→ Your assignment
Go through the records below and copy out every line holding "Path".

─── Records for this exercise ───

#![allow(dead_code)]

use chrono::NaiveDate;
use slopefilter::domain::error::{DatasetKind, SlopeFilterError};
pub use slopefilter::domain::series::{BenchmarkPoint, DailyReturn, OscillatorPoint, PricePoint};
use slopefilter::domain::signal::{SignalMode, SignalParams};
use slopefilter::ports::data_port::DataPort;
use std::collections::HashMap;
use std::fs;
use std::path::Path;

pub const AAPL_BRANCH: &str = "14D_RSI_AAPL_LT30_daily_trade_log";
pub const MSFT_BRANCH: &str = "14D_RSI_MSFT_LT30_daily_trade_log";

/// Rises for eight days, then falls back: one Both-mode trade when the
/// oscillator fires on day 5 of a 5-day slope window.
pub const PEAK: [f64; 14] = [
    100.0, 102.0, 104.0, 106.0, 108.0, 110.0, 112.0, 114.0, 110.0, 108.0, 106.0, 104.0, 102.0,
    100.0,
];

pub struct MockDataPort {
    pub prices: HashMap<String, Vec<PricePoint>>,
    pub logs: HashMap<String, Vec<OscillatorPoint>>,
    pub returns: HashMap<String, Vec<DailyReturn>>,
    pub benchmarks: HashMap<String, Vec<BenchmarkPoint>>,
    pub errors: HashMap<String, String>,
}

impl MockDataPort {
    pub fn new() -> Self {
        Self {
            prices: HashMap::new(),
            logs: HashMap::new(),
            returns: HashMap::new(),
            benchmarks: HashMap::new(),
            errors: HashMap::new(),
        }
    }

    pub fn with_prices(mut self, ticker: &str, prices: Vec<PricePoint>) -> Self {
        self.prices.insert(ticker.to_string(), prices);
        self
    }

    pub fn with_log(mut self, branch: &str, log: Vec<OscillatorPoint>) -> Self {
        self.logs.insert(branch.to_string(), log);
        self
    }

    pub fn with_returns(mut self, dataset: &str, returns: Vec<DailyReturn>) -> Self {
        self.returns.insert(dataset.to_string(), returns);
        self
    }

    pub fn with_benchmark(mut self, dataset: &str, points: Vec<BenchmarkPoint>) -> Self {
        self.benchmarks.insert(dataset.to_string(), points);
        self
    }

    /// Any fetch of `name` fails with a parse error.
    pub fn with_error(mut self, name: &str, reason: &str) -> Self {
        self.errors.insert(name.to_string(), reason.to_string());
        self
    }

    fn check(&self, name: &str) -> Result<(), SlopeFilterError> {
        match self.errors.get(name) {
            Some(reason) => Err(SlopeFilterError::DataParse {
                source_name: name.to_string(),
                reason: reason.clone(),
            }),
            None => Ok(()),
        }
    }
}

fn lookup<T: Clone>(
    map: &HashMap<String, Vec<T>>,
    kind: DatasetKind,
    name: &str,
) -> Result<Vec<T>, SlopeFilterError> {
    map.get(name).cloned().ok_or_else(|| SlopeFilterError::NotFound {
        kind,
        name: name.to_string(),
    })
}

fn sorted_keys<T>(map: &HashMap<String, T>) -> Vec<String> {
    let mut keys: Vec<String> = map.keys().cloned().collect();
    keys.sort();
    keys
}

impl DataPort for MockDataPort {
    fn fetch_prices(&self, ticker: &str) -> Result<Vec<PricePoint>, SlopeFilterError> {
        self.check(ticker)?;
        lookup(&self.prices, DatasetKind::Ticker, ticker)
    }

    fn fetch_oscillator(&self, branch: &str) -> Result<Vec<OscillatorPoint>, SlopeFilterError> {
        self.check(branch)?;
        lookup(&self.logs, DatasetKind::TradeLog, branch)
    }

    fn fetch_daily_returns(&self, dataset: &str) -> Result<Vec<DailyReturn>, SlopeFilterError> {
        self.check(dataset)?;
        lookup(&self.returns, DatasetKind::Returns, dataset)
    }

    fn fetch_benchmark(&self, dataset: &str) -> Result<Vec<BenchmarkPoint>, SlopeFilterError> {
        self.check(dataset)?;
        lookup(&self.benchmarks, DatasetKind::Benchmark, dataset)
    }

    fn list_tickers(&self) -> Result<Vec<String>, SlopeFilterError> {
        Ok(sorted_keys(&self.prices))
    }

    fn list_branches(&self) -> Result<Vec<String>, SlopeFilterError> {
        Ok(sorted_keys(&self.logs))
    }
}

pub fn date(s: &str) -> NaiveDate {
    NaiveDate::parse_from_str(s, "%Y-%m-%d").unwrap()
}

/// Calendar day `i` counted from 2024-01-01.
pub fn day(i: usize) -> NaiveDate {
    date("2024-01-01") + chrono::Duration::days(i as i64)
}

pub fn price_series(closes: &[f64]) -> Vec<PricePoint> {
    closes
        .iter()
        .enumerate()
        .map(|(i, &close)| PricePoint {
            date: day(i),
            open: close,
            high: close,
            low: close,
            close,
            volume: 1000,
        })
        .collect()
}

pub fn oscillator_log(flags: &[bool]) -> Vec<OscillatorPoint> {
    flags
        .iter()
        .enumerate()
        .map(|(i, &active)| OscillatorPoint {
            date: day(i),
            active,
            value: None,
        })
        .collect()
}

pub fn log_active_at(n: usize, at: &[usize]) -> Vec<OscillatorPoint> {
    let flags: Vec<bool> = (0..n).map(|i| at.contains(&i)).collect();
    oscillator_log(&flags)
}

pub fn daily_returns(start: &str, values: &[f64]) -> Vec<DailyReturn> {
    let first = date(start);
    values
        .iter()
        .enumerate()
        .map(|(i, &value)| DailyReturn {
            date: first + chrono::Duration::days(i as i64),
            value,
        })
        .collect()
}

pub fn benchmark_series(start: &str, closes: &[f64]) -> Vec<BenchmarkPoint> {
    let first = date(start);
    closes
        .iter()
        .enumerate()
        .map(|(i, &close)| BenchmarkPoint {
            date: first + chrono::Duration::days(i as i64),
            close,
        })
        .collect()
}

pub fn test_params() -> SignalParams {
    SignalParams {
        slope_window: 5,
        pos_threshold: 0.0,
        neg_threshold: 0.0,
        mode: SignalMode::Both,
    }
}

/// AAPL peaks and trades once; MSFT falls throughout and never trades.
pub fn two_branch_mock() -> MockDataPort {
    let falling: Vec<f64> = (0..14).map(|i| 130.0 - 2.0 * i as f64).collect();
    MockDataPort::new()
        .with_prices("AAPL", price_series(&PEAK))
        .with_prices("MSFT", price_series(&falling))
        .with_log(AAPL_BRANCH, log_active_at(14, &[5]))
        .with_log(MSFT_BRANCH, log_active_at(14, &[5]))
}

// ---------------------------------------------------------------------------
// On-disk CSV tree
// ---------------------------------------------------------------------------

pub fn write_csv(base: &Path, dir: &str, name: &str, content: &str) {
    let d = base.join(dir);
    fs::create_dir_all(&d).unwrap();
    fs::write(d.join(format!("{name}.csv")), content).unwrap();
}

pub fn prices_csv(closes: &[f64]) -> String {
    let mut out = String::from("date,open,high,low,close,volume\n");
    for p in price_series(closes) {
        out.push_str(&format!(
            "{},{},{},{},{},{}\n",
            p.date, p.open, p.high, p.low, p.close, p.volume
        ));
    }
    out
}

pub fn log_csv(n: usize, active_at: &[usize]) -> String {
    let mut out = String::from("date,active\n");
    for p in log_active_at(n, active_at) {
        out.push_str(&format!("{},{}\n", p.date, u8::from(p.active)));
    }
    out
}

pub fn returns_csv(start: &str, values: &[f64]) -> String {
    let mut out = String::from("date,portfolio_return\n");
    for r in daily_returns(start, values) {
        out.push_str(&format!("{},{}\n", r.date, r.value));
    }
    out
}

pub fn benchmark_csv(start: &str, closes: &[f64]) -> String {
    let mut out = String::from("date,close\n");
    for b in benchmark_series(start, closes) {
        out.push_str(&format!("{},{}\n", b.date, b.close));
    }
    out
}

/// Data tree mirroring [`two_branch_mock`] plus a returns set and benchmark.
pub fn write_data_tree(base: &Path) {
    let falling: Vec<f64> = (0..14).map(|i| 130.0 - 2.0 * i as f64).collect();
    write_csv(base, "tickers", "AAPL", &prices_csv(&PEAK));
    write_csv(base, "tickers", "MSFT", &prices_csv(&falling));
    write_csv(base, "trade_logs", AAPL_BRANCH, &log_csv(14, &[5]));
    write_csv(base, "trade_logs", MSFT_BRANCH, &log_csv(14, &[5]));
    write_csv(
        base,
        "returns",
        "portfolio",
        &returns_csv("2024-01-01", &[0.01, -0.02, 0.03, 0.0]),
    );
    write_csv(
        base,
        "benchmarks",
        "spy",
        &benchmark_csv("2024-01-01", &[100.0, 101.0, 99.0, 102.0]),
    );
}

───

→ Reply to the task
use std::path::Path;
pub fn write_csv(base: &Path, dir: &str, name: &str, content: &str) {
pub fn write_data_tree(base: &Path) {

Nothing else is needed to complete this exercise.